//! Login, signup, verification and password-reset payloads.

use serde::{Deserialize, Serialize};

use crate::error::{Error, Result};
use crate::session::SessionUser;

pub const MIN_PASSWORD_LEN: usize = 8;
pub const OTP_LEN: usize = 6;

#[derive(Debug, Clone, Serialize)]
pub struct LoginRequest {
    pub email: String,
    pub password: String,
}

#[derive(Debug, Clone, Deserialize)]
pub struct LoginResponse {
    #[serde(default)]
    pub token: String,
    pub user: SessionUser,
}

#[derive(Debug, Clone, Serialize)]
pub struct SignupRequest {
    pub username: String,
    pub email: String,
    pub password: String,
}

#[derive(Debug, Clone, Serialize)]
pub struct VerifyCodeRequest {
    pub email: String,
    pub code: String,
}

#[derive(Debug, Clone, Serialize)]
pub struct ForgotPasswordRequest {
    pub email: String,
}

#[derive(Debug, Clone, Serialize)]
pub struct ValidateOtpRequest {
    pub email: String,
    pub otp: String,
}

#[derive(Debug, Clone, Serialize)]
#[serde(rename_all = "camelCase")]
pub struct ResetPasswordRequest {
    pub email: String,
    pub otp: String,
    pub new_password: String,
}

/// Generic `{ message }` acknowledgement.
#[derive(Debug, Clone, Default, Deserialize)]
pub struct Ack {
    #[serde(default)]
    pub message: String,
}

// ── client-side validation ───────────────────────────────────────────────

pub fn validate_email(email: &str) -> Result<()> {
    let email = email.trim();
    let ok = match email.split_once('@') {
        Some((local, domain)) => {
            !local.is_empty() && domain.contains('.') && !domain.starts_with('.') && !domain.ends_with('.')
        }
        None => false,
    };
    if ok {
        Ok(())
    } else {
        Err(Error::Invalid("Enter a valid email address.".into()))
    }
}

pub fn validate_password(password: &str, confirm: &str) -> Result<()> {
    if password.chars().count() < MIN_PASSWORD_LEN {
        return Err(Error::Invalid(format!(
            "Password must be at least {MIN_PASSWORD_LEN} characters."
        )));
    }
    if password != confirm {
        return Err(Error::Invalid("Passwords do not match.".into()));
    }
    Ok(())
}

pub fn validate_otp(otp: &str) -> Result<()> {
    let otp = otp.trim();
    if otp.len() == OTP_LEN && otp.chars().all(|c| c.is_ascii_digit()) {
        Ok(())
    } else {
        Err(Error::Invalid(format!("The code must be {OTP_LEN} digits.")))
    }
}

impl SignupRequest {
    pub fn validated(username: &str, email: &str, password: &str, confirm: &str) -> Result<Self> {
        if username.trim().is_empty() {
            return Err(Error::Invalid("Username is required.".into()));
        }
        validate_email(email)?;
        validate_password(password, confirm)?;
        Ok(Self {
            username: username.trim().to_string(),
            email: email.trim().to_string(),
            password: password.to_string(),
        })
    }
}

/// Link to the verification page with `email` prefilled, query-encoded so
/// addresses like `a+b@x.org` survive the round trip.
pub fn verify_path(email: &str) -> Result<String> {
    let mut url = reqwest::Url::parse("http://localhost/verify")
        .map_err(|e| Error::Invalid(format!("verify link: {e}")))?;
    url.query_pairs_mut().append_pair("email", email.trim());
    Ok(format!("{}?{}", url.path(), url.query().unwrap_or_default()))
}

#[cfg(test)]
mod tests {
    use super::*;

    #[test]
    fn test_email_validation() {
        assert!(validate_email("ana@example.com").is_ok());
        assert!(validate_email(" ana@example.com ").is_ok());
        assert!(validate_email("ana@localhost").is_err());
        assert!(validate_email("@example.com").is_err());
        assert!(validate_email("ana.example.com").is_err());
    }

    #[test]
    fn test_password_rules() {
        assert!(validate_password("longenough", "longenough").is_ok());
        assert!(validate_password("short", "short").is_err());
        assert!(validate_password("longenough", "different1").is_err());
    }

    #[test]
    fn test_otp_rules() {
        assert!(validate_otp("123456").is_ok());
        assert!(validate_otp("12345").is_err());
        assert!(validate_otp("12a456").is_err());
    }

    #[test]
    fn test_signup_trims() {
        let s = SignupRequest::validated(" lea ", "lea@example.com ", "password1", "password1")
            .unwrap();
        assert_eq!(s.username, "lea");
        assert_eq!(s.email, "lea@example.com");
        assert!(SignupRequest::validated("", "lea@example.com", "password1", "password1").is_err());
    }

    #[test]
    fn test_reset_request_is_camel_case() {
        let r = ResetPasswordRequest {
            email: "a@b.co".into(),
            otp: "123456".into(),
            new_password: "password1".into(),
        };
        let json = serde_json::to_value(r).unwrap();
        assert_eq!(json["newPassword"], "password1");
    }

    #[test]
    fn test_verify_path_encodes_email() {
        assert_eq!(verify_path("a+b@x.org").unwrap(), "/verify?email=a%2Bb%40x.org");
        assert_eq!(verify_path(" kai@example.com ").unwrap(), "/verify?email=kai%40example.com");
    }
}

********

Sift through the material above and copy each line that holds "localhost".

    let mut url = reqwest::Url::parse("http://localhost/verify")
        assert!(validate_email("ana@localhost").is_err());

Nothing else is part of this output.